Optimizations
I've seen the option to use proxies for PR checking that was added because some were getting a ban on their ip for Pr checking too often and I think it is a good option to have. But this has led me to think about the way proxies are managed and this is what I 've come up with:
Usually SER uses many search engines to scrape targets, so it is not easy to have your ip banned for searching even if you don't use proxies. Also for posting, since you are not posting to the same site many times you shouldn't have any problems although you should use proxies to maintain anonimity.
Instead for PR requests, I think that you will be always checking on the same servers (google's?) and this will get you temporarily banned. So the option to use proxies for this is a great option.
But what happens if you don't use proxies, use public ones or private ones that might get banned too?
Basically when SER finds a target it tries to do a series of things like downloading html, checking PR, submitting to forms and so on...
All these operations are done using proxies (if setup correctly).
Many have reported seeing in the logs long streaks of "download failed" messages or "PR ? too low" and if I remember well Sven said that most of these could be due to bad proxies.
In this situation SER basically marks these sites as "already parsed" and they are not considered in the future searches.
I think that there should be an option at the project level that if enabled will not put these targets in the "already parsed" list.
I mean if SER didn't get a response from PR checking, it doesn't know the PR so it shouldn't post to this site, but it also should not be considered too low. Maybe a bad proxie issue is up and trying that target on a future search (maybe tomorrow) might end up with a good target. Also if you get "download failed" message, it might mean that the proxy is dead or too slow, and maybe when you'll have fresh proxies you might be able to post to that site.
So on projects where I might not expect to find that many targets, I might want to keep the option to only mark as "already parsed" (bad sites) the ones that I am really sure they are, and not the ones that haven't responded.

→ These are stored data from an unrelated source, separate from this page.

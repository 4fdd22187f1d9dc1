//! Theme state owned by the site shell
//!
//! One `ThemeState` is created at startup and shared by handle. Components
//! read colors during render and subscribe to be told when they change.

use crate::color::Color;
use crate::palette::{ColorToken, Palette};
use crate::scheme::ColorScheme;
use rustc_hash::FxHashMap;
use std::collections::HashMap;
use std::fmt::Write as _;
use std::sync::atomic::{AtomicU64, Ordering};
use std::sync::{Arc, Mutex, MutexGuard, PoisonError, RwLock};

type Subscriber = Arc<dyn Fn(ColorScheme) + Send + Sync>;

/// Handle returned by [`ThemeState::subscribe`]
#[derive(Clone, Copy, Debug, Hash, Eq, PartialEq)]
pub struct SubscriptionId(u64);

/// Current scheme, its palette, and runtime overrides
pub struct ThemeState {
    /// Current color scheme
    scheme: RwLock<ColorScheme>,

    /// Palette for the current scheme
    palette: RwLock<Palette>,

    /// Dynamic color overrides, kept across scheme switches
    color_overrides: RwLock<FxHashMap<ColorToken, Color>>,

    subscribers: Mutex<Vec<(SubscriptionId, Subscriber)>>,
    next_id: AtomicU64,
}

impl ThemeState {
    pub fn new(scheme: ColorScheme) -> Self {
        Self {
            scheme: RwLock::new(scheme),
            palette: RwLock::new(Palette::for_scheme(scheme)),
            color_overrides: RwLock::new(FxHashMap::default()),
            subscribers: Mutex::new(Vec::new()),
            next_id: AtomicU64::new(0),
        }
    }

    // ========== Color Scheme ==========

    /// Get the current color scheme
    pub fn scheme(&self) -> ColorScheme {
        *self.scheme.read().unwrap_or_else(PoisonError::into_inner)
    }

    /// Set the color scheme. No-op if it is already active.
    pub fn set_scheme(&self, scheme: ColorScheme) {
        let mut current = self.scheme.write().unwrap_or_else(PoisonError::into_inner);
        if *current == scheme {
            return;
        }
        tracing::debug!(
            "ThemeState::set_scheme - switching from {:?} to {:?}",
            *current,
            scheme
        );
        *current = scheme;
        drop(current);

        *self.palette.write().unwrap_or_else(PoisonError::into_inner) =
            Palette::for_scheme(scheme);
        self.notify(scheme);
    }

    /// Toggle between light and dark mode, returning the new scheme
    pub fn toggle_scheme(&self) -> ColorScheme {
        let next = self.scheme().toggle();
        self.set_scheme(next);
        next
    }

    // ========== Color Access ==========

    /// Get a color token value (checks override first)
    pub fn color(&self, token: ColorToken) -> Color {
        if let Some(color) = self
            .color_overrides
            .read()
            .unwrap_or_else(PoisonError::into_inner)
            .get(&token)
        {
            return *color;
        }
        self.palette
            .read()
            .unwrap_or_else(PoisonError::into_inner)
            .get(token)
    }

    /// Palette of the current scheme, without overrides
    pub fn palette(&self) -> Palette {
        self.palette
            .read()
            .unwrap_or_else(PoisonError::into_inner)
            .clone()
    }

    /// Set a color override and notify subscribers
    pub fn set_color_override(&self, token: ColorToken, color: Color) {
        self.color_overrides
            .write()
            .unwrap_or_else(PoisonError::into_inner)
            .insert(token, color);
        self.notify(self.scheme());
    }

    /// Remove a color override
    pub fn remove_color_override(&self, token: ColorToken) {
        let removed = self
            .color_overrides
            .write()
            .unwrap_or_else(PoisonError::into_inner)
            .remove(&token);
        if removed.is_some() {
            self.notify(self.scheme());
        }
    }

    pub fn clear_overrides(&self) {
        let mut overrides = self
            .color_overrides
            .write()
            .unwrap_or_else(PoisonError::into_inner);
        if overrides.is_empty() {
            return;
        }
        overrides.clear();
        drop(overrides);
        self.notify(self.scheme());
    }

    // ========== CSS Variable Generation ==========

    /// Map of CSS variable names (without `--`) to hex colors, overrides applied.
    pub fn to_css_variable_map(&self) -> HashMap<String, String> {
        ColorToken::ALL
            .iter()
            .map(|t| (t.css_name().to_string(), self.color(*t).to_string()))
            .collect()
    }

    /// A `:root { ... }` block with every token, in token order.
    pub fn to_css(&self) -> String {
        let mut css = format!(":root {{\n  color-scheme: {};\n", self.scheme());
        for token in ColorToken::ALL {
            let _ = writeln!(css, "  --{}: {};", token.css_name(), self.color(token));
        }
        css.push_str("}\n");
        css
    }

    // ========== Change Notification ==========

    /// Register a callback run after every visual change
    pub fn subscribe(
        &self,
        callback: impl Fn(ColorScheme) + Send + Sync + 'static,
    ) -> SubscriptionId {
        let id = SubscriptionId(self.next_id.fetch_add(1, Ordering::Relaxed));
        self.subscribers().push((id, Arc::new(callback)));
        id
    }

    pub fn unsubscribe(&self, id: SubscriptionId) -> bool {
        let mut subs = self.subscribers();
        let before = subs.len();
        subs.retain(|(sid, _)| *sid != id);
        subs.len() != before
    }

    fn subscribers(&self) -> MutexGuard<'_, Vec<(SubscriptionId, Subscriber)>> {
        self.subscribers
            .lock()
            .unwrap_or_else(PoisonError::into_inner)
    }

    fn notify(&self, scheme: ColorScheme) {
        let callbacks: Vec<Subscriber> = self
            .subscribers()
            .iter()
            .map(|(_, cb)| Arc::clone(cb))
            .collect();
        for cb in callbacks {
            cb(scheme);
        }
    }
}

impl Default for ThemeState {
    fn default() -> Self {
        Self::new(ColorScheme::default())
    }
}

Another question is about the proxy testing that SER does. If I've understood it well it basically only checks to see if proxy is alive by downloading a specific page and searching for a string, so if a proxy is alive but banned for certain operations (like PR checking by Google) this wouldn't be detected, the proxy will be used, you will get PR ? and you target will be marked as bad target...is this correct?
Thank you.
Comments
saving submitted sites per project was feature request implemented by sven a few days ago
https://forum.gsa-online.de/discussion/287/add-checkbox-to-not-delete-submitted-urls-from-directory-lists
its on the project options "no remove"